Gluten free bread sucks. Do you agree to this statement? I used to. No matter where in the world, and no matter whether from a breadmix, or a bakery – gluten free bread just sucked. And even if it tasted anywhere near something you would serve a human being, it was filled with crap. I know, I know what you are going to say – one doesn’t need bread, or any carbohydrates for that matter. There is absolutely nothing wrong with low-carb or paleo, ans, in fact, I believe many of the western world’s problems could be solved if people ate low(er) carb!
But, heck, I am German and married to an Italian – there is just no way I’m gonna give up bread forever, and even though I am gluten intolerant, there must be a way to make gluten free bread that doesn’t suck!

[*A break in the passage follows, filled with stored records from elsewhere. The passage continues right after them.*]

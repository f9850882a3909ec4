//! Conversion from wire records into [`RawPlace`] values.

use medfind_core::{Category, Coordinate, RawPlace};

use crate::types::PlaceRecord;

/// Convert a parsed place record into a [`RawPlace`].
///
/// Returns `None` when the record has no identifier or no usable position;
/// such records cannot become facilities. When `origin_category` is set, its
/// tag is added so the hit stays classifiable by the sub-query that found it.
#[must_use]
pub fn to_raw_place(record: PlaceRecord, origin_category: Option<Category>) -> Option<RawPlace> {
    let external_id = record
        .place_id
        .map(|id| id.trim().to_owned())
        .filter(|id| !id.is_empty())?;
    let location = record.geometry?.location;
    let coordinate = Coordinate::new(location.lat, location.lng);
    if !coordinate.is_finite() {
        return None;
    }

    let mut place = RawPlace {
        external_id,
        name: record.name,
        coordinate,
        vicinity: record.vicinity,
        tags: record.types,
    };
    if let Some(category) = origin_category {
        if !place.has_tag(category.as_tag()) {
            place.tags.push(category.as_tag().to_owned());
        }
    }
    Some(place)
}

/// Parse every record in `results`, skipping malformed or unusable entries.
#[must_use]
pub fn parse_results(
    results: Vec<serde_json::Value>,
    origin_category: Option<Category>,
) -> Vec<RawPlace> {
    let total = results.len();
    let places: Vec<RawPlace> = results
        .into_iter()
        .enumerate()
        .filter_map(|(i, value)| {
            let record = serde_json::from_value::<PlaceRecord>(value)
                .map_err(|e| {
                    tracing::warn!(index = i, error = %e, "skipping malformed place record");
                })
                .ok()?;
            let place = to_raw_place(record, origin_category);
            if place.is_none() {
                tracing::warn!(index = i, "skipping place record without id or geometry");
            }
            place
        })
        .collect();
    tracing::debug!(total, kept = places.len(), "parsed place records");
    places
}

Gluten free bread that doesn’t have a whole shelf of creepy ingredients in it. Gluten free bread that doesn’t have a dozen eggs in it (that’s not bread, that’s cake! And If I crave bread, I don’t want cake – sorry, Marie Antoinette!).
This was an experiment. One that turned out well. One that my (gluten eating) hubs couldn’t get enough of. One that reminded me very much of the texture of a good ol’ German sourdough – even though the taste is more in the tradition of the Irish soda bread. I didn’t have any dried yeast, so had to resort to soda. With an old trick I knew (putting a bowl of water in the oven), my bread got a lovely crust. And thanks to all-time favourite flax, this is egg free, but you won’t miss any eggs – the trick with the flax eggs worked! So this is not only gluten free, it is yeast free, gum free, egg free, and dairy free. And it doesn’t suck.
Gluten free? Check. Dairy free? Check. Yeast free? Check. Egg free? Check. Vegan? Check. Gum Free? Check. Soy free? Most naturally. Full of fibre and omega 3? Check. Sugar free? You have the option. Yummy? Check. Easy and quick to make? Check.
You can start now. You should have the ingredients. And it is really really easy. You don’t even need to preheat the oven – you really don’t!
Makes one loaf
150 g potato starch
100 g sorghum flour
50 g arrowroot
2 tbsp baking soda
2 tsp celtic sea salt
2 tsp sugar or honey
250 ml hot water (ca. 40 ° C)
3 tbsp ground flax seed, dissolved in 9 tbsp water (equals 3 flax eggs)
4 tbsp apple cider vinegar
1 tbsp olive oil
Mix the dry ingredients (potato starch, sorghum, arrowroot, soda, salt, sugar if using) in food processor with dough blade until one colour. Slowly add oil, flax eggs and honey, if using, with the blender running. Add vinegar and hot water and mix until you get a supple, uniform dough. There should not be any lumps in it whatsoever – it should be the smoothest thing ever. Turn off the processor, and with a silicon spatula, scoop dough into loaf pan. Sprinkle the loaf with sorghum or any other gluten free flour and notch several times with a sharp knife. Place on middle rack in an oven, and place another tray filled with water below the loaf pan. Turn the oven to 230 ° C and let bake for 35 minutes. Turn off the oven, and let the loaf cool on a wire rack.